I start wondering if he planned the whole switch the script routine to see how actors would respond. If I gave a crap, I would be concerned, because if I can spend a little time with a script I can do something with it. But I act totally affable about the whole thing which shows Cranky really can ACT.

The whole cluelessness of the situation was making Cranky tired and I just wanted to leave now.

The director has this look on his face like, “YES, finally, I am in charge” as he talks and talks and talks.” He is never gonna zip it ever again. His megalomania has been under wraps for a long time and has found an outlet in DIRECTOR. There is no stopping it. He is sucking all the air out of the room. I am not there as actress, but as his audience.

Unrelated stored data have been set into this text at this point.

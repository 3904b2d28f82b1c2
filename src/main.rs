use std::time::Instant;

use anyhow::{Context, Result};
use clap::{Parser, ValueEnum};
use tracing::info;
use tracing_subscriber::{fmt, prelude::*, EnvFilter};

use toposearch::{
    algebra::{builtin, Operation},
    config::{EnumerationConfig, FilterConfig},
    continuity::ParallelFilter,
    lattices::subset::BaseSet,
    topology::{enumerate_topologies_with, ordered_by_cardinality},
};

#[derive(Clone, Copy, Debug, ValueEnum)]
enum OperationKind {
    /// max(x, y)
    Max,
    /// min(x, y)
    Min,
    /// min(x + y, n - 1)
    BoundedSum,
    /// min(x·y mod n + z·t mod n, n - 1)
    BoundedSumOfProducts,
}

#[derive(Debug, Parser)]
#[command(
    name = "toposearch",
    about = "Enumerate the topologies on {0..n-1} and keep those an operation is continuous with"
)]
struct Cli {
    /// Number of points in the base set
    #[arg(short = 'n', long, default_value_t = 4)]
    size: usize,

    #[arg(short, long, value_enum, default_value = "max")]
    operation: OperationKind,

    /// Worker threads for filtering (default: available parallelism)
    #[arg(short, long)]
    workers: Option<usize>,

    /// Abort enumeration after this many search nodes
    #[arg(long)]
    node_budget: Option<u64>,

    /// Also report which compatible topologies are compatible with min
    #[arg(long)]
    bicompatible: bool,

    /// Print every compatible topology
    #[arg(long)]
    list: bool,
}

fn operation(kind: OperationKind, size: usize) -> toposearch::Result<Box<dyn Operation>> {
    let top = size.saturating_sub(1);
    let op: Box<dyn Operation> = match kind {
        OperationKind::Max => Box::new(builtin::max(2)?),
        OperationKind::Min => Box::new(builtin::min(2)?),
        OperationKind::BoundedSum => Box::new(builtin::bounded_sum(top)?),
        OperationKind::BoundedSumOfProducts => {
            Box::new(builtin::bounded_sum_of_products(size, top)?)
        }
    };
    Ok(op)
}

fn main() -> Result<()> {
    tracing_subscriber::registry()
        .with(fmt::layer())
        .with(EnvFilter::from_default_env().add_directive(tracing::Level::INFO.into()))
        .init();

    let cli = Cli::parse();

    let base = BaseSet::new(cli.size)?;
    let mut enumeration = EnumerationConfig::default();
    if let Some(budget) = cli.node_budget {
        enumeration = enumeration.with_node_budget(budget);
    }
    let mut filtering = FilterConfig::default();
    if let Some(workers) = cli.workers {
        filtering = filtering.with_workers(workers);
    }

    let start = Instant::now();
    let topologies = enumerate_topologies_with(cli.size, enumeration)
        .with_context(|| format!("enumerating topologies on {} points", cli.size))?;
    info!(elapsed = ?start.elapsed(), count = topologies.len(), "topologies found");

    let op = operation(cli.operation, cli.size)?;
    info!(operation = op.name(), arity = op.arity(), "filtering by continuity");
    let start = Instant::now();
    let outcome = ParallelFilter::new(&base, op.as_ref(), filtering).run(&topologies)?;
    info!(elapsed = ?start.elapsed(), count = outcome.compatible.len(), "compatible topologies found");

    println!("topologies:  {}", topologies.len());
    println!("compatible:  {}", outcome.compatible.len());
    if !outcome.unknown.is_empty() {
        println!("unknown:     {}", outcome.unknown.len());
    }

    if cli.bicompatible {
        let min = builtin::min(2)?;
        let both = ParallelFilter::new(&base, &min, filtering).run(&outcome.compatible)?;
        println!("also min:    {}", both.compatible.len());
    }

    if cli.list {
        for topology in ordered_by_cardinality(&outcome.compatible) {
            println!("{topology}");
        }
    }

    Ok(())
}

He continues, “How about you read another character?” And proceeds to tell me HER whole life story. Including names, and I kept getting her husband’s name and her son’s name mixed up when he was talking, so the story made no sense. It was something about a little league game and a dinner. It went on and on and on. And once again my acting skills come into play because I am able to look totally interested and engaged and COMPREHENDING the whole time. A little nod of the head here, a little thoughtful look there. Then he hands me the script and this character says TWO WORDS. I am not kidding,TWO WORDS. After the twenty-minute build up with the little league and all.

This is what happens when a director is high on his project. Nice for him, but does not help me. My little actress animal self just wants what’s in the script and how it will affect her. My actress animal does not want to listen to someone who loves to hear himself talk and talk and talk and talk.

Directors who talk too much make my eyes glaze over. I’m an intuitive actor. I need a feeling, not a diatribe. The diatribe kills it. I want to find out what the script does to me and no director can tell me that. They can help you mold and hone what you find hopefully.

The thing when the director wants to sit down and spend days going over the script line by line discussing what each word means is death to me. I have no idea what anything means until I do it, say it, AM it. It also really makes the hair on the back of my neck stand up when another actor starts talking about the meaning/significance of one of MY lines.

But that’s what those sit down with the script and analyze it sessions lead to. People feel they have to say something. Something intelligent sounding. GAG ME GAG ME. I never feel compelled to say anything if a director does this. I once had to do it for two days. I just wanted it to be over, so I figured the less I contributed the sooner it would end.

“It seems like you’re shutting down,” a director said to me during the torture analysis. Shutting down? “No, no I’m trying to wipe everything out of my mind the minute it is said, so it won’t screw up my rehearsal process,” I thought. But I didn’t say that. I smiled and said, “Oh?” like I was surprised and didn’t mean it.

The teacher I love always says, “Find out what happens to you.” Well nothing much is happening if we’re gonna intellectualize the play and every word in it.

Cranky is an intelligent person but not an intellectual actor. Cranky uses animal brain not intelligent brain to act. I can read a script and find the clues. I’m a writer. Good directors can say the exact few words I need to hear and can like make me cry. “Good directors” being the ones who work the way Cranky likes to work, of course.